There may, however, be circumstances in which a public relations practitioner might adopt one of those styles or another. But, in their day-to-day writing, neither the appearance nor the language of their documents should reveal that they were written for public relations purposes. Quite the contrary. Hunt and Grunig's textbooks contend: "The best PR writing blends into context by adopting a style and tone consistent with the medium chosen for its dissemination... PR writing is doing its job when the audience never stops to think `This is good PR writing.'"

Public relations writing should be driven by its purpose, not by its style, although its style should be suitable for its target audience and circumstances.

The most important thing about writing for public relations is to remember it's writing aimed at achieving a specific goal. It is not writing for writing's sake; nor is it writing solely for the sake of getting published.

The practitioner's role is not to churn out page after page of writing. It's to help the organization gain recognition, present its interests, and establish its integrity and credibility. Insofar as writing helps the practitioner do that, it's a valid public relations task. But, if your writing doesn't further these aims, it's merely a distraction from what your real purpose should be.

You're not in school any longer. Don't write like you are!

Rudolf Flesch, a reading/writing guru who published dozens of books and hundreds of trade journal articles about business writing in the mid-20th century, concluded that most people in business don't view writing as a helpful tool for achieving their desired ends. Instead, they see it as a chore or, worse yet, as a hurdle they have to overcome.

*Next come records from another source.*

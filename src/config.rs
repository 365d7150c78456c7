use std::{num::NonZeroU32, path::PathBuf};

/// Settings shared by every coordinator created from a [`crate::Registry`].
#[derive(Debug, Clone)]
pub struct Config {
    /// Where resolved cover art is cached
    pub cache_dir: PathBuf,
    pub lyrics: LyricsConfig,
}

#[derive(Debug, Clone, Default)]
pub struct LyricsConfig {
    /// Give up on a track after this many fetches were invalidated by track
    /// changes. Unbounded if [`None`].
    pub max_attempts: Option<NonZeroU32>,
}

impl Config {
    #[must_use]
    pub fn new(cache_dir: impl Into<PathBuf>) -> Self {
        Self {
            cache_dir: cache_dir.into(),
            lyrics: LyricsConfig::default(),
        }
    }

    /// The platform cache directory, falling back to the system temporary directory.
    #[must_use]
    pub fn default_cache_dir() -> PathBuf {
        directories::ProjectDirs::from("", "", env!("CARGO_PKG_NAME")).map_or_else(
            || std::env::temp_dir().join(env!("CARGO_PKG_NAME")),
            |dirs| dirs.cache_dir().to_owned(),
        )
    }
}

In his 1974 classic On Business Communications: How to Say What You Mean in Plain English, Flesch wrote: "Right now, whenever you sit down to write or dictate a letter or report, you simply do it the way you've always done it, continuing habits that go back to your early school days and unconsciously try to please a teacher or get high marks on a test... You're writing a composition by the rules of the `English Composition Game' you were taught to play in school... (But,) You have to learn that this game isn't played in real life... The kind of writing you do every day - and receive in your incoming mail - may be flawless as a school composition, but from the point of view of a writing pro, it's probably hopelessly bad."

Public relations practitioners should be beyond writing a composition to get a good grade. They should write concise, goal-oriented prose aimed at reaching specific objectives, and they should know the best way to do that is to get right to the point.

Beginning at the beginning and proceeding chronologically to the end may be good for nursery rhymes, novels, and movies, but not for business writing. Good business writers don't satisfy their readers with one fact leading to another until reach they finally reach a conclusion. They do it by stating the conclusion up front and then offering supporting evidence. It comes across as being well-informed, confident, and decisive.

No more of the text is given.